Pour saluer les 30 ans de l’Espace G. BRASSENS
Brassens et sa pipe ! Brassens et sa moustache ! Brassens et sa guitare ! Sa sympathique corpulence ! Ses cheveux de zazou ! La mauvaise réputation ! Le pornographe du phonographe ! La truculence, gauloise, libératrice à l’époque ! Ses gros mots qui effrayaient sa mère (Et pas que…) ! La Jeanne ! L’auvergnat ! Les aspects tendres du Bonhomme ! La poupée pour qui, le costaud s’est fait tout petit ! Les femmes de ses chansons ! La vie de bohème dans une fameuse impasse, au sud-ouest de Paris ! La tentation libertaire ! Patachou ! Les récitals à succès, accompagné d’une fidèle contrebasse ! Les Trompettes de la renommée ! Mais toujours Les copains d’abord ! Puis le bel homme vieillissant que l’on savait malade, sans imaginer la gravité du mal ! Son rapport à la mort, souvent narguée ! La camarde qui jamais n’avait pardonné ! Tant d’images nous viennent à l’esprit lorsque l’on pense au créateur du Mauvais sujet repenti ! Et de quelle manière !
Et puis Sète, l’île singulière où l’on revient toujours ! Sa supplique pour y être enterré, même s’il prétendait que c’était pour rire ! Qu’il ne fallait pas trop le prendre au sérieux ! Il n’empêche ! C’est au cimetière de Py que l’on peut venir faire sur sa concession d’affectueuses révérences… Un cimetière plus humble que le littéraire marin cher à Paul Valéry… Mais cette humilité colle si bien au personnage ! Brassens : un homme du peuple ! Et qui roule les r…
Sète une ville d’artistes ! Soulages ! La figuration libre ! Une once de Supports-Surfaces ! Des nuées de plasticiens toutes générations confondues ! Certains natifs du terroir ! D’autres qui s’y installent, et pas des moindres ! Son Crac ! Son musée PV ! Son Miam ! Ses galeries, municipales, associatives ou privées ! Son école d’art ! Une petite capitale de la culture, ouverte sur le monde entier, avant la lettre.
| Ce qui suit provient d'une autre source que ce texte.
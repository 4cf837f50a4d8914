//! Title-based event resolution.
//!
//! Users name events by title, never by id, so update and delete first have
//! to find the events a title refers to. [`EventResolver`] does this in two
//! tiers against the calendar provider:
//!
//! | | tier A (global, text query) | tier B (fallback, no query) | re-check |
//! |---|---|---|---|
//! | update | now −12 to +24 months | ±7 days around the new start | contains |
//! | delete | now −12 to +12 months | now to +3 months | exact |
//!
//! Tier B only runs when tier A returned nothing. The re-check is applied to
//! whatever the tiers returned; a delete whose candidates all fail the exact
//! re-check is a safety abort, not a miss.

use std::sync::Arc;

use agenda_core::civil::TimeWindow;
use agenda_core::event::{CalendarEventRef, MatchPolicy, SearchQuery, normalize_title};
use agenda_providers::CalendarProvider;
use chrono::{DateTime, Duration, FixedOffset};
use tracing::debug;

use crate::config::SearchWindows;
use crate::error::{ServiceError, ServiceResult};

/// Finds the calendar events a user's title refers to.
pub struct EventResolver {
    provider: Arc<dyn CalendarProvider>,
    windows: SearchWindows,
}

impl EventResolver {
    pub fn new(provider: Arc<dyn CalendarProvider>, windows: SearchWindows) -> Self {
        Self { provider, windows }
    }

    pub fn windows(&self) -> &SearchWindows {
        &self.windows
    }

    /// Events to patch for an update of `title`, in listing order.
    ///
    /// `target` is the new start; it centres the fallback search.
    #[tracing::instrument(skip(self), fields(provider = self.provider.name()))]
    pub async fn resolve_for_update(
        &self,
        user_id: &str,
        title: &str,
        target: Option<DateTime<FixedOffset>>,
        now: DateTime<FixedOffset>,
    ) -> ServiceResult<Vec<CalendarEventRef>> {
        let token = normalize_title(title);
        let global = TimeWindow::span(
            now,
            self.windows.update_months_before,
            self.windows.update_months_after,
        );

        let mut candidates = self.list(user_id, SearchQuery::by_title(&token, global)).await?;
        debug!(tier = "A", count = candidates.len(), "global search");

        if candidates.is_empty()
            && let Some(target) = target
        {
            let radius = Duration::days(i64::from(self.windows.update_local_days));
            let local = TimeWindow::around(target, radius);
            let listed = self.list(user_id, SearchQuery::scan(&token, local)).await?;
            let listed_count = listed.len();
            candidates = MatchPolicy::Contains.filter(listed, &token);
            debug!(tier = "B", listed = listed_count, count = candidates.len(), "local search");
        }

        if candidates.is_empty() {
            return Err(ServiceError::not_found(token));
        }

        let matched = MatchPolicy::Contains.filter(candidates, &token);
        if matched.is_empty() {
            debug!("candidates found, none contains the title");
            return Err(ServiceError::not_found(token));
        }
        Ok(matched)
    }

    /// Events to delete for `title`, in listing order.
    #[tracing::instrument(skip(self), fields(provider = self.provider.name()))]
    pub async fn resolve_for_delete(
        &self,
        user_id: &str,
        title: &str,
        now: DateTime<FixedOffset>,
    ) -> ServiceResult<Vec<CalendarEventRef>> {
        let token = normalize_title(title);
        let global = TimeWindow::span(
            now,
            self.windows.delete_months_before,
            self.windows.delete_months_after,
        );

        let mut candidates = self.list(user_id, SearchQuery::by_title(&token, global)).await?;
        debug!(tier = "A", count = candidates.len(), "global search");

        if candidates.is_empty() {
            let scan = TimeWindow::span(now, 0, self.windows.delete_scan_months);
            let listed = self.list(user_id, SearchQuery::scan(&token, scan)).await?;
            let listed_count = listed.len();
            candidates = MatchPolicy::Exact.filter(listed, &token);
            debug!(tier = "B", listed = listed_count, count = candidates.len(), "forward scan");
        }

        if candidates.is_empty() {
            return Err(ServiceError::not_found(token));
        }

        let similar: Vec<String> = candidates.iter().map(|e| e.summary.clone()).collect();
        let matched = MatchPolicy::Exact.filter(candidates, &token);
        if matched.is_empty() {
            debug!(similar = similar.len(), "no exact match, refusing to delete");
            return Err(ServiceError::SafetyAbort {
                title: token,
                similar,
            });
        }
        Ok(matched)
    }

    async fn list(&self, user_id: &str, query: SearchQuery) -> ServiceResult<Vec<CalendarEventRef>> {
        self.provider
            .list_events(user_id, &query)
            .await
            .map_err(ServiceError::provider)
    }
}
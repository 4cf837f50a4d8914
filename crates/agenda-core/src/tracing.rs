//! Log output for the agenda crates.
//!
//! One subscriber is installed per process. Logs always go to stderr so that
//! bot replies printed on stdout stay clean. The default filter enables the
//! `agenda*` targets at the configured level; `RUST_LOG` or an explicit
//! directive takes precedence.
//!
//! ```ignore
//! use agenda_core::tracing::{init_tracing, TracingConfig};
//!
//! init_tracing(TracingConfig::cli_debug())?;
//! ```

use thiserror::Error;
use tracing::Level;
use tracing_subscriber::{
    EnvFilter, Layer, Registry,
    fmt::{self, format::FmtSpan},
    layer::SubscriberExt,
    util::{SubscriberInitExt, TryInitError},
};

/// Target prefix shared by every crate in the workspace.
pub const LOG_TARGET_PREFIX: &str = "agenda";

#[derive(Debug, Error)]
pub enum TracingError {
    #[error("failed to install tracing subscriber: {0}")]
    Install(#[from] TryInitError),

    #[error("invalid log filter: {0}")]
    EnvFilter(#[from] tracing_subscriber::filter::ParseError),
}

/// Line format for log records.
#[derive(Debug, Clone, Copy, Default, PartialEq, Eq)]
pub enum TracingOutputFormat {
    #[default]
    Pretty,
    Compact,
    /// One JSON object per line, for log shippers.
    Json,
}

#[derive(Debug, Clone)]
pub struct TracingConfig {
    /// Level for `agenda*` targets when no directive or `RUST_LOG` is set.
    pub default_level: Level,
    pub output_format: TracingOutputFormat,
    pub include_location: bool,
    pub include_target: bool,
    pub include_timestamp: bool,
    /// Log span open/close, useful to time provider calls.
    pub include_span_events: bool,
    /// Overrides both `RUST_LOG` and `default_level`.
    pub env_filter: Option<String>,
}

impl Default for TracingConfig {
    fn default() -> Self {
        Self {
            default_level: Level::WARN,
            output_format: TracingOutputFormat::Compact,
            include_location: false,
            include_target: false,
            include_timestamp: false,
            include_span_events: false,
            env_filter: None,
        }
    }
}

impl TracingConfig {
    /// Verbose single-line output for `--debug`.
    #[must_use]
    pub fn cli_debug() -> Self {
        Self {
            default_level: Level::DEBUG,
            include_location: true,
            include_target: true,
            ..Self::default()
        }
    }

    /// Structured output for long-running deployments.
    #[must_use]
    pub fn service() -> Self {
        Self {
            default_level: Level::INFO,
            output_format: TracingOutputFormat::Json,
            include_location: true,
            include_target: true,
            include_timestamp: true,
            include_span_events: true,
            env_filter: None,
        }
    }

    #[must_use]
    pub fn with_level(mut self, level: Level) -> Self {
        self.default_level = level;
        self
    }

    #[must_use]
    pub fn with_format(mut self, format: TracingOutputFormat) -> Self {
        self.output_format = format;
        self
    }

    #[must_use]
    pub fn with_env_filter(mut self, filter: impl Into<String>) -> Self {
        self.env_filter = Some(filter.into());
        self
    }

    /// The directive used when neither an override nor `RUST_LOG` is present.
    pub fn default_directive(&self) -> String {
        format!("{}={}", LOG_TARGET_PREFIX, self.default_level)
    }

    fn filter(&self) -> Result<EnvFilter, TracingError> {
        if let Some(ref directive) = self.env_filter {
            return Ok(EnvFilter::try_new(directive)?);
        }
        Ok(EnvFilter::try_from_default_env().unwrap_or_else(|_| EnvFilter::new(self.default_directive())))
    }

    fn layer(&self, filter: EnvFilter) -> Box<dyn Layer<Registry> + Send + Sync> {
        let span_events = if self.include_span_events {
            FmtSpan::NEW | FmtSpan::CLOSE
        } else {
            FmtSpan::NONE
        };
        let base = fmt::layer()
            .with_writer(std::io::stderr)
            .with_file(self.include_location)
            .with_line_number(self.include_location)
            .with_target(self.include_target)
            .with_span_events(span_events);

        match (self.output_format, self.include_timestamp) {
            (TracingOutputFormat::Pretty, _) => base.pretty().with_filter(filter).boxed(),
            (TracingOutputFormat::Compact, true) => base.compact().with_filter(filter).boxed(),
            (TracingOutputFormat::Compact, false) => {
                base.compact().without_time().with_filter(filter).boxed()
            }
            (TracingOutputFormat::Json, _) => base.json().with_filter(filter).boxed(),
        }
    }
}

/// Installs the global subscriber.
///
/// # Errors
///
/// Fails if a subscriber is already installed or the filter directive does
/// not parse.
pub fn init_tracing(config: TracingConfig) -> Result<(), TracingError> {
    let filter = config.filter()?;
    tracing_subscriber::registry()
        .with(config.layer(filter))
        .try_init()?;
    Ok(())
}
//! Protocol error types.

use thiserror::Error;

/// Result type for protocol operations.
pub type ProtocolResult<T> = Result<T, ProtocolError>;

#[derive(Debug, Error)]
pub enum ProtocolError {
    #[error("message too large: {size} bytes (max: {max})")]
    MessageTooLarge { size: usize, max: usize },

    #[error("serialization failed: {0}")]
    Serialization(#[from] serde_json::Error),

    #[error("unsupported protocol version: {0}")]
    UnsupportedVersion(String),

    #[error("empty message")]
    EmptyMessage,
}
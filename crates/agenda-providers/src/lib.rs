//! CalendarProvider trait and implementations.
//!
//! This crate provides the abstraction layer for calendar backends:
//!
//! - [`CalendarProvider`] - The trait every calendar backend implements
//! - [`MemoryProvider`] - An in-process calendar for tests and offline runs
//! - `google::GoogleCalendarProvider` - Google Calendar API v3 (feature `google`)
//! - [`ProviderError`] - Error types for provider operations
//!
//! # Architecture
//!
//! ```text
//! ┌─────────────────┐    ┌─────────────────┐
//! │  Google API     │    │  In-process map │
//! └────────┬────────┘    └────────┬────────┘
//!          │                      │
//!          ▼                      ▼
//! ┌──────────────────────┐ ┌────────────────┐
//! │ GoogleCalendarProvider│ │ MemoryProvider │
//! └────────┬─────────────┘ └───────┬────────┘
//!          │   CalendarProvider    │
//!          └──────────┬────────────┘
//!                     ▼
//!          agenda-service EventResolver
//! ```
//!
//! # Example
//!
//! ```ignore
//! use agenda_providers::{CalendarProvider, MemoryProvider};
//! use agenda_core::event::SearchQuery;
//!
//! async fn gyms(provider: &dyn CalendarProvider, query: &SearchQuery) {
//!     let events = provider.list_events("42", query).await?;
//! }
//! ```

pub mod error;
#[cfg(feature = "google")]
pub mod google;
pub mod memory;
pub mod provider;

// Re-export main types at crate root
pub use error::{ProviderError, ProviderErrorCode, ProviderResult};
pub use memory::{CallKind, MemoryProvider, ProviderCall, StoredEvent};
pub use provider::{BoxFuture, CalendarProvider};
//! CLI, configuration file and secret references.
//!
//! This crate provides the `agenda` command-line interface.

pub mod cli;
pub mod commands;
pub mod config;
pub mod error;
pub mod secret;

pub use cli::Cli;
pub use config::AgendaConfig;
pub use error::{CliError, CliResult};
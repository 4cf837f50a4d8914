//! Error types for calendar provider calls.

use std::fmt;
use thiserror::Error;

/// The category of a provider error.
///
/// The command pipeline only distinguishes credential problems from
/// everything else; the finer codes are kept for logs.
#[derive(Debug, Clone, Copy, PartialEq, Eq, Hash)]
pub enum ProviderErrorCode {
    /// The credential was rejected (expired or revoked token, HTTP 401).
    AuthenticationFailed,
    /// No credential for the user, or the calendar refuses access (HTTP 403).
    AuthorizationFailed,
    /// Connection failed, timed out or could not resolve.
    NetworkError,
    /// Quota exhausted (HTTP 429).
    RateLimited,
    /// HTTP 5xx.
    ServerError,
    /// The response body could not be parsed.
    InvalidResponse,
    /// The event or calendar does not exist (HTTP 404/410).
    NotFound,
    /// The provider rejected the request (HTTP 400).
    BadRequest,
    /// Missing or invalid provider configuration.
    ConfigurationError,
}

impl ProviderErrorCode {
    /// Returns true if this error is transient and the operation may be retried later.
    pub fn is_retryable(&self) -> bool {
        matches!(
            self,
            Self::NetworkError | Self::RateLimited | Self::ServerError
        )
    }

    /// Returns true if the user must re-authorize before calls can succeed.
    pub fn is_credential_problem(&self) -> bool {
        matches!(self, Self::AuthenticationFailed | Self::AuthorizationFailed)
    }

    pub fn as_str(&self) -> &'static str {
        match self {
            Self::AuthenticationFailed => "authentication_failed",
            Self::AuthorizationFailed => "authorization_failed",
            Self::NetworkError => "network_error",
            Self::RateLimited => "rate_limited",
            Self::ServerError => "server_error",
            Self::InvalidResponse => "invalid_response",
            Self::NotFound => "not_found",
            Self::BadRequest => "bad_request",
            Self::ConfigurationError => "configuration_error",
        }
    }
}

impl fmt::Display for ProviderErrorCode {
    fn fmt(&self, f: &mut fmt::Formatter<'_>) -> fmt::Result {
        write!(f, "{}", self.as_str())
    }
}

/// A failed calendar provider call.
#[derive(Debug, Error)]
pub struct ProviderError {
    code: ProviderErrorCode,
    message: String,
    /// The provider that failed (e.g. "google", "memory").
    provider: Option<String>,
    #[source]
    source: Option<Box<dyn std::error::Error + Send + Sync>>,
}

impl ProviderError {
    pub fn new(code: ProviderErrorCode, message: impl Into<String>) -> Self {
        Self {
            code,
            message: message.into(),
            provider: None,
            source: None,
        }
    }

    pub fn authentication(message: impl Into<String>) -> Self {
        Self::new(ProviderErrorCode::AuthenticationFailed, message)
    }

    pub fn authorization(message: impl Into<String>) -> Self {
        Self::new(ProviderErrorCode::AuthorizationFailed, message)
    }

    pub fn network(message: impl Into<String>) -> Self {
        Self::new(ProviderErrorCode::NetworkError, message)
    }

    pub fn rate_limited(message: impl Into<String>) -> Self {
        Self::new(ProviderErrorCode::RateLimited, message)
    }

    pub fn server(message: impl Into<String>) -> Self {
        Self::new(ProviderErrorCode::ServerError, message)
    }

    pub fn invalid_response(message: impl Into<String>) -> Self {
        Self::new(ProviderErrorCode::InvalidResponse, message)
    }

    pub fn not_found(message: impl Into<String>) -> Self {
        Self::new(ProviderErrorCode::NotFound, message)
    }

    pub fn bad_request(message: impl Into<String>) -> Self {
        Self::new(ProviderErrorCode::BadRequest, message)
    }

    pub fn configuration(message: impl Into<String>) -> Self {
        Self::new(ProviderErrorCode::ConfigurationError, message)
    }

    pub fn with_provider(mut self, provider: impl Into<String>) -> Self {
        self.provider = Some(provider.into());
        self
    }

    pub fn with_source<E>(mut self, source: E) -> Self
    where
        E: std::error::Error + Send + Sync + 'static,
    {
        self.source = Some(Box::new(source));
        self
    }

    pub fn code(&self) -> ProviderErrorCode {
        self.code
    }

    pub fn message(&self) -> &str {
        &self.message
    }

    pub fn provider(&self) -> Option<&str> {
        self.provider.as_deref()
    }

    pub fn is_retryable(&self) -> bool {
        self.code.is_retryable()
    }

    pub fn is_credential_problem(&self) -> bool {
        self.code.is_credential_problem()
    }
}

impl fmt::Display for ProviderError {
    fn fmt(&self, f: &mut fmt::Formatter<'_>) -> fmt::Result {
        if let Some(ref provider) = self.provider {
            write!(f, "[{}] ", provider)?;
        }
        write!(f, "{}: {}", self.code, self.message)
    }
}

/// A specialized Result type for provider operations.
pub type ProviderResult<T> = Result<T, ProviderError>;

#[cfg(test)]
mod tests {
    use super::*;

    #[test]
    fn credential_codes() {
        assert!(ProviderErrorCode::AuthenticationFailed.is_credential_problem());
        assert!(ProviderErrorCode::AuthorizationFailed.is_credential_problem());
        assert!(!ProviderErrorCode::RateLimited.is_credential_problem());
        assert!(!ProviderErrorCode::NotFound.is_credential_problem());
    }

    #[test]
    fn retryable_codes() {
        assert!(ProviderErrorCode::NetworkError.is_retryable());
        assert!(ProviderErrorCode::ServerError.is_retryable());
        assert!(!ProviderErrorCode::AuthorizationFailed.is_retryable());
    }

    #[test]
    fn display_includes_provider_and_code() {
        let err = ProviderError::rate_limited("quota exceeded").with_provider("google");
        assert_eq!(err.to_string(), "[google] rate_limited: quota exceeded");
    }

    #[test]
    fn source_is_kept() {
        use std::error::Error;
        let io_err = std::io::Error::other("reset by peer");
        let err = ProviderError::network("list failed")
            .with_provider("google")
            .with_source(io_err);
        assert!(err.source().is_some());
        assert!(err.is_retryable());
        assert_eq!(err.provider(), Some("google"));
    }
}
Et puis cet espace, muséal, Georges Brassens, à quelques pas de sa tombe. Sète sait honorer les enfants du pays ! On y entend la voix du poète ! En guide particulier, qui déroule le fil, de son existence! On y découvre des épisodes cruciaux de sa vie, de la France qu’il a connue et bien sûr, de sa ville natale !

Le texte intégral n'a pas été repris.